WORK ORDER: Isolate every line in the records below with "match" in it.

MATERIALS PROVIDED:
# # # #
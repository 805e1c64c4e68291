//! Single-asset mode input resolution
//!
//! Inputs not given on the command line are looked up in the working
//! directory by file suffix.

use std::fs;
use std::path::{Path, PathBuf};

use meshpacker_core::naming::{self, MATERIAL_SUFFIX, MESH_XML_SUFFIX};
use meshpacker_core::{Archive, Asset, Error, Result};
use tracing::{debug, info};

/// Paths and names supplied on the command line
#[derive(Debug, Default, Clone)]
pub struct SingleAssetArgs {
    pub name: Option<String>,
    pub mesh_xml: Option<PathBuf>,
    pub material: Option<PathBuf>,
    pub archive: Option<PathBuf>,
}

/// Find the only file in `dir` whose name ends with `suffix`.
///
/// `orig_` backups are never candidates.
pub fn find_unique(dir: &Path, suffix: &str, kind: &str) -> Result<PathBuf> {
    let mut candidates: Vec<PathBuf> = fs::read_dir(dir)?
        .filter_map(|entry| entry.ok())
        .map(|entry| entry.path())
        .filter(|path| path.is_file() && !naming::is_backup(path))
        .filter(|path| {
            path.file_name()
                .is_some_and(|name| name.to_string_lossy().ends_with(suffix))
        })
        .collect();
    candidates.sort();

    match candidates.len() {
        0 => Err(Error::InputNotFound {
            kind: kind.to_string(),
        }),
        1 => {
            let found = candidates.remove(0);
            info!(kind, path = %found.display(), "Using discovered input");
            Ok(found)
        }
        _ => Err(Error::AmbiguousInput {
            kind: kind.to_string(),
            candidates,
        }),
    }
}

/// Build the one-asset archive for single-asset mode
pub fn resolve_single_asset(cwd: &Path, args: SingleAssetArgs) -> Result<Archive> {
    let mesh_xml = match args.mesh_xml {
        Some(path) => naming::resolve_relative(cwd, path),
        None => find_unique(cwd, MESH_XML_SUFFIX, "mesh description")?,
    };
    let material = match args.material {
        Some(path) => naming::resolve_relative(cwd, path),
        None => find_unique(cwd, MATERIAL_SUFFIX, "material")?,
    };

    let name = match args.name.filter(|name| !name.is_empty()) {
        Some(name) => name,
        None => naming::asset_name_from_mesh_xml(&mesh_xml).ok_or_else(|| {
            Error::InvalidMeshDescription {
                path: mesh_xml.clone(),
                message: "cannot derive a mesh name from the file name".to_string(),
            }
        })?,
    };

    let archive_path = match args.archive {
        Some(path) => naming::resolve_relative(cwd, path),
        None => cwd.join(format!("{name}.zip")),
    };

    debug!(
        asset = %name,
        mesh_xml = %mesh_xml.display(),
        material = %material.display(),
        archive = %archive_path.display(),
        "Resolved single-asset inputs"
    );

    let mut archive = Archive::new(archive_path);
    archive.add_asset(Asset::new(name, mesh_xml, material));
    Ok(archive)
}

#[cfg(test)]
mod tests {
    use super::*;

    fn touch(dir: &Path, name: &str) -> PathBuf {
        let path = dir.join(name);
        fs::write(&path, "").unwrap();
        path
    }

    #[test]
    fn test_discovers_both_inputs() {
        let dir = tempfile::tempdir().unwrap();
        let mesh = touch(dir.path(), "tree.mesh.xml");
        let material = touch(dir.path(), "tree.material");
        touch(dir.path(), "orig_tree.material");
        touch(dir.path(), "notes.txt");

        let archive = resolve_single_asset(dir.path(), SingleAssetArgs::default()).unwrap();

        assert_eq!(archive.path, dir.path().join("tree.zip"));
        let asset = &archive.assets["tree"];
        assert_eq!(asset.mesh_xml_path, mesh);
        assert_eq!(asset.material_path, material);
    }

    #[test]
    fn test_ambiguous_material() {
        let dir = tempfile::tempdir().unwrap();
        touch(dir.path(), "tree.mesh.xml");
        touch(dir.path(), "a.material");
        touch(dir.path(), "b.material");

        let err = resolve_single_asset(dir.path(), SingleAssetArgs::default()).unwrap_err();
        match err {
            Error::AmbiguousInput { kind, candidates } => {
                assert_eq!(kind, "material");
                assert_eq!(candidates.len(), 2);
            }
            other => panic!("unexpected error: {other}"),
        }
    }

    #[test]
    fn test_missing_mesh_description() {
        let dir = tempfile::tempdir().unwrap();
        touch(dir.path(), "tree.material");

        let err = resolve_single_asset(dir.path(), SingleAssetArgs::default()).unwrap_err();
        assert!(err.is_not_found());
    }

    #[test]
    fn test_explicit_arguments_win() {
        let dir = tempfile::tempdir().unwrap();
        touch(dir.path(), "a.material");
        touch(dir.path(), "b.material");

        let args = SingleAssetArgs {
            name: Some("Oak".to_string()),
            mesh_xml: Some(PathBuf::from("models/oak.mesh.xml")),
            material: Some(PathBuf::from("b.material")),
            archive: Some(PathBuf::from("out/oak.zip")),
        };
        let archive = resolve_single_asset(dir.path(), args).unwrap();

        assert_eq!(archive.path, dir.path().join("out/oak.zip"));
        let asset = &archive.assets["Oak"];
        assert_eq!(asset.mesh_xml_path, dir.path().join("models/oak.mesh.xml"));
        assert_eq!(asset.material_path, dir.path().join("b.material"));
    }
}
# # # #
OUTPUT FOR THIS TASK:
    match candidates.len() {
    let mesh_xml = match args.mesh_xml {
    let material = match args.material {
    let name = match args.name.filter(|name| !name.is_empty()) {
    let archive_path = match args.archive {
        match err {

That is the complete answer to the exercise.